__WORK ITEM__
Every line from the one containing "pub struct ResourceRef" to the one containing "into a pod." in the records below, both included, must be set down exactly, and no other line.

[RECORDS FOR THE EXERCISE — start]

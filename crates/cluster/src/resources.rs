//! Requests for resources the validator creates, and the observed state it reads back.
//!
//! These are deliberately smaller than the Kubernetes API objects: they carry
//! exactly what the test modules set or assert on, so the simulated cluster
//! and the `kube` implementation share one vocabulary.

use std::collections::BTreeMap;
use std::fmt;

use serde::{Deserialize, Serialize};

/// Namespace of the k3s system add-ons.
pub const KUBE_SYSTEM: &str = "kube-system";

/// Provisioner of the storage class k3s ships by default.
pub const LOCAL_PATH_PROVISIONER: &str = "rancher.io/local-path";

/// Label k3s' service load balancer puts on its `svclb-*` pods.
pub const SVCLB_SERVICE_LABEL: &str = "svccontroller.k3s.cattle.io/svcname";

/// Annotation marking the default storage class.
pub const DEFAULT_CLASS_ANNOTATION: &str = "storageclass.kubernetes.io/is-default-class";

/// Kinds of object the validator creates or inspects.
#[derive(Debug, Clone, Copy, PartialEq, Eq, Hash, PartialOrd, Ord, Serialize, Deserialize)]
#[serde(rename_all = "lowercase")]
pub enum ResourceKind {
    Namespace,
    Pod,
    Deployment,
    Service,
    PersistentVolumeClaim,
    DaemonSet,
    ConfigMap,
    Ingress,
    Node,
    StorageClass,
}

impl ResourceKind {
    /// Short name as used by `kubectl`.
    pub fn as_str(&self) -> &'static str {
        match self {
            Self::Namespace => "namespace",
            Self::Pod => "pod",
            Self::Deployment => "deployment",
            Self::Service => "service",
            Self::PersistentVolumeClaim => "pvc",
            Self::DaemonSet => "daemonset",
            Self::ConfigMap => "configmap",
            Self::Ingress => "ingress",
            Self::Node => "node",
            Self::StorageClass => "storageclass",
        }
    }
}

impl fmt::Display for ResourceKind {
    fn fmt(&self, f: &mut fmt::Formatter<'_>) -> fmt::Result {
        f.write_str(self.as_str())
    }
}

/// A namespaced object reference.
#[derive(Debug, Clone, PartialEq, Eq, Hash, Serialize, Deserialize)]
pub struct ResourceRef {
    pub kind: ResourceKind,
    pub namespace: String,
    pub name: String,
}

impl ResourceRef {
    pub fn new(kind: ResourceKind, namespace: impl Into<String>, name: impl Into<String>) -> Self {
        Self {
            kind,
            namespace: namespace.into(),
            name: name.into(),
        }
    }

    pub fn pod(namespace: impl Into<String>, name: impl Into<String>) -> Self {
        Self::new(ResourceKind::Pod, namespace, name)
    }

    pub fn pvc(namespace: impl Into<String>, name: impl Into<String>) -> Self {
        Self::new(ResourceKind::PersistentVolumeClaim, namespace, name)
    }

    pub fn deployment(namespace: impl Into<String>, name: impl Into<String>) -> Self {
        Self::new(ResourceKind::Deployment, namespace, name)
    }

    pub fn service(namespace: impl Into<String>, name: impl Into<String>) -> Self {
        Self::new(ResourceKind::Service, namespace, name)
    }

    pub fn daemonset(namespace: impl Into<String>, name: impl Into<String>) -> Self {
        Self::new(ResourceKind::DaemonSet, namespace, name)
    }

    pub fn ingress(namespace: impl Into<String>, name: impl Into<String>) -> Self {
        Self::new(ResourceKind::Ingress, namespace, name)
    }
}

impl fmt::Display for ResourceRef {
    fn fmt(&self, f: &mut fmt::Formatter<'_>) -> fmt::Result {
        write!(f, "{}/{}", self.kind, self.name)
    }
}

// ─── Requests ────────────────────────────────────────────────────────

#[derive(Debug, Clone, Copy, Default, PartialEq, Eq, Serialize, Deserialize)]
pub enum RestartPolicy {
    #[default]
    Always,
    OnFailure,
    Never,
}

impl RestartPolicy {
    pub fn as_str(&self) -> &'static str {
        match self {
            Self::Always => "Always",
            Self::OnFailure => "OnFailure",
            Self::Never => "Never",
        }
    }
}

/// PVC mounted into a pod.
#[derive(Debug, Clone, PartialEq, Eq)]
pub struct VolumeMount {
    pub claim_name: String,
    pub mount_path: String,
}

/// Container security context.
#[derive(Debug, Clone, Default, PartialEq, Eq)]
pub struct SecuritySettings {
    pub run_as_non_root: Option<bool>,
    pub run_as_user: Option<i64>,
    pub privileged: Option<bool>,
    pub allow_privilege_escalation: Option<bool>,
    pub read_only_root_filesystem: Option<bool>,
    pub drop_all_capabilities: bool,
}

[RECORDS FOR THE EXERCISE — finish]

__FINAL ANSWER__
pub struct ResourceRef {
    pub kind: ResourceKind,
    pub namespace: String,
    pub name: String,
}

impl ResourceRef {
    pub fn new(kind: ResourceKind, namespace: impl Into<String>, name: impl Into<String>) -> Self {
        Self {
            kind,
            namespace: namespace.into(),
            name: name.into(),
        }
    }

    pub fn pod(namespace: impl Into<String>, name: impl Into<String>) -> Self {
        Self::new(ResourceKind::Pod, namespace, name)
    }

    pub fn pvc(namespace: impl Into<String>, name: impl Into<String>) -> Self {
        Self::new(ResourceKind::PersistentVolumeClaim, namespace, name)
    }

    pub fn deployment(namespace: impl Into<String>, name: impl Into<String>) -> Self {
        Self::new(ResourceKind::Deployment, namespace, name)
    }

    pub fn service(namespace: impl Into<String>, name: impl Into<String>) -> Self {
        Self::new(ResourceKind::Service, namespace, name)
    }

    pub fn daemonset(namespace: impl Into<String>, name: impl Into<String>) -> Self {
        Self::new(ResourceKind::DaemonSet, namespace, name)
    }

    pub fn ingress(namespace: impl Into<String>, name: impl Into<String>) -> Self {
        Self::new(ResourceKind::Ingress, namespace, name)
    }
}

impl fmt::Display for ResourceRef {
    fn fmt(&self, f: &mut fmt::Formatter<'_>) -> fmt::Result {
        write!(f, "{}/{}", self.kind, self.name)
    }
}

// ─── Requests ────────────────────────────────────────────────────────

#[derive(Debug, Clone, Copy, Default, PartialEq, Eq, Serialize, Deserialize)]
pub enum RestartPolicy {
    #[default]
    Always,
    OnFailure,
    Never,
}

impl RestartPolicy {
    pub fn as_str(&self) -> &'static str {
        match self {
            Self::Always => "Always",
            Self::OnFailure => "OnFailure",
            Self::Never => "Never",
        }
    }
}

/// PVC mounted into a pod.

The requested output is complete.